TIFF 2023 | The Peasants (DK Welchman & Hugh Welchman, Poland/Serbia/Lithuania) — Special Presentations
By Madeleine Wall
The young and beautiful Jagna (Kamila Urzedowska) is ripe for marriage, and every man in the village has eyes for her. Unfortunately, Jagna is only interested in the married Antek (Robert Gulaczyk), and their star-crossed romance is the kindling to Jagna’s demise. The second hand painted feature animated film by DK and Hugh Welchman’s after 2017’s Loving Vincent, The Peasants is composed of over 40,000 individual oil paintings, a technical feat involving the work of hundreds of animators across eastern Europe. This adaptation of Władysław Reymont’s novel of the same name is a rural epic, spending a year in the 19th century Polish village of Lipce.
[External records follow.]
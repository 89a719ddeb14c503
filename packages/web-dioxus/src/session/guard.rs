//! The route authorization guard.
//!
//! One reusable component, parameterized by the roles a page admits and the
//! route to fall back to. The decision itself is a pure function over the
//! session state so it can be tested without mounting anything.

use dioxus::prelude::*;

use super::context::{use_session, SessionState};
use crate::components::LoadingSpinner;
use crate::routes::Route;
use crate::types::Role;

/// What a protected page should render right now.
#[derive(Debug, Clone, PartialEq)]
pub enum RenderDecision<L> {
    /// Resolution still pending: show a neutral loading indicator, never
    /// the protected content.
    Checking,
    /// Render the protected content.
    Authorized,
    /// Navigate away and render nothing.
    Redirecting(L),
}

/// Decide what to render for a page admitting `allow` (OR semantics; empty
/// means any authenticated identity).
///
/// Evaluated only once the resolver has left `Pending`:
/// 1. unresolved session -> redirect,
/// 2. role outside the allow-list -> redirect,
/// 3. otherwise -> authorized.
pub fn decide<L>(state: &SessionState, allow: &[Role], fallback: L) -> RenderDecision<L> {
    match state {
        SessionState::Pending => RenderDecision::Checking,
        SessionState::Unresolved => RenderDecision::Redirecting(fallback),
        SessionState::Resolved(identity) => {
            if !identity.is_active {
                RenderDecision::Redirecting(fallback)
            } else if allow.is_empty() || allow.contains(&identity.role) {
                RenderDecision::Authorized
            } else {
                RenderDecision::Redirecting(fallback)
            }
        }
    }
}

/// Guard component wrapping role-restricted content.
///
/// Reads the session signal, so any later change to the resolved identity
/// re-runs the decision; an expired session flips an `Authorized` page
/// back to `Redirecting`.
#[component]
pub fn RequireRole(allow: Vec<Role>, fallback: Route, children: Element) -> Element {
    let session = use_session();
    let state = session.state();

    match decide(&state, &allow, fallback) {
        RenderDecision::Checking => rsx! {
            div {
                class: "min-h-screen flex items-center justify-center bg-gray-100",
                LoadingSpinner {}
            }
        },
        RenderDecision::Redirecting(to) => rsx! {
            Redirect { to }
        },
        RenderDecision::Authorized => rsx! { {children} },
    }
}

#[cfg(test)]
mod tests {
    use super::*;
    use crate::types::Identity;
    use uuid::Uuid;

    fn identity(role: Role, is_active: bool) -> Identity {
        Identity {
            id: Uuid::new_v4(),
            email: "person@frontdesk.example".to_string(),
            display_name: None,
            role,
            is_active,
        }
    }

    #[test]
    fn pending_never_authorizes() {
        for allow in [vec![], vec![Role::Admin]] {
            let decision = decide(&SessionState::Pending, &allow, "/");
            assert_eq!(decision, RenderDecision::Checking);
        }
    }

    #[test]
    fn unresolved_redirects_regardless_of_requirement() {
        for allow in [vec![], vec![Role::Admin], vec![Role::Staff, Role::Admin]] {
            let decision = decide(&SessionState::Unresolved, &allow, "/");
            assert_eq!(decision, RenderDecision::Redirecting("/"));
        }
    }

    #[test]
    fn reception_is_redirected_from_a_staff_page() {
        let state = SessionState::Resolved(identity(Role::Reception, true));
        let decision = decide(&state, &[Role::Staff], "/");
        assert_eq!(decision, RenderDecision::Redirecting("/"));
    }

    #[test]
    fn active_admin_is_authorized_for_an_admin_page() {
        let state = SessionState::Resolved(identity(Role::Admin, true));
        let decision = decide(&state, &[Role::Admin], "/");
        assert_eq!(decision, RenderDecision::Authorized);
    }

    #[test]
    fn allow_list_uses_or_semantics() {
        let state = SessionState::Resolved(identity(Role::Reception, true));
        let decision = decide(&state, &[Role::Staff, Role::Reception], "/");
        assert_eq!(decision, RenderDecision::Authorized);
    }

    #[test]
    fn empty_allow_list_admits_any_authenticated_identity() {
        let state = SessionState::Resolved(identity(Role::User, true));
        assert_eq!(decide(&state, &[], "/"), RenderDecision::Authorized);
    }

    #[test]
    fn inactive_identity_is_redirected_even_with_the_right_role() {
        let state = SessionState::Resolved(identity(Role::Admin, false));
        let decision = decide(&state, &[Role::Admin], "/");
        assert_eq!(decision, RenderDecision::Redirecting("/"));
    }
}
use axum::extract::{Extension, State};
use axum::Json;

use crate::common::auth::{Actor, Capability};
use crate::common::envelope::Envelope;
use crate::common::error::ApiResult;
use crate::domains::passes::Pass;
use crate::server::app::AppState;
use crate::server::middleware::AuthUser;

use super::require_user;

pub async fn list_handler(
    State(state): State<AppState>,
    user: Option<Extension<AuthUser>>,
) -> ApiResult<Vec<Pass>> {
    let user = require_user(user)?;
    Actor::new(&user.identity).can(Capability::ViewPasses).check()?;

    let passes = state.data.list_passes().await?;
    Ok(Json(Envelope::ok("Passes loaded", passes)))
}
Divided by the seasons, each defined by different stages of the harvest that the villagers lives’ are centered on, the Welchmans’ film follows families feuding over farmland and inheritance, their shifting roles in an isolated community and the breaks that are needed for meaningful change. Jagna’s mother marries her off to the richest farmer in town, the recently widowed Boryna (Mirosław Baka), who also happens to be Antek’s father. Before this, Boryna and Antek were at odds over farmland, for Boryna’s children desperately want the financial independence which he refuses to give them. Jagna and Antek cannot keep apart for long, and their affair is quickly the talk of the town, escalating until Jagna is targeted as a scapegoat. The fight over farmland and Jagna’s fight for autonomy are easily paralleled, with everyone trapped in the cycle of seasons and yearning
The Peasants straddles the present and the past, with a keen eye to the details of rural Polish traditions, all scored by Lukasz L.U.C. Rostkowski’s hybrid of traditional folk music and hip-hop beats. One wishes, however, that the filmmakers had taken more influence from 19th century oil framing when it comes to lighting and blocking, for the animation methods, which are, in terms of skill and labour, quite remarkable, risk being little more than a gimmick on screen. Still, the tactile quality of the brush strokes across faces gives the film its Janus-faced quality, and ensures that these old stories retain their immediacy.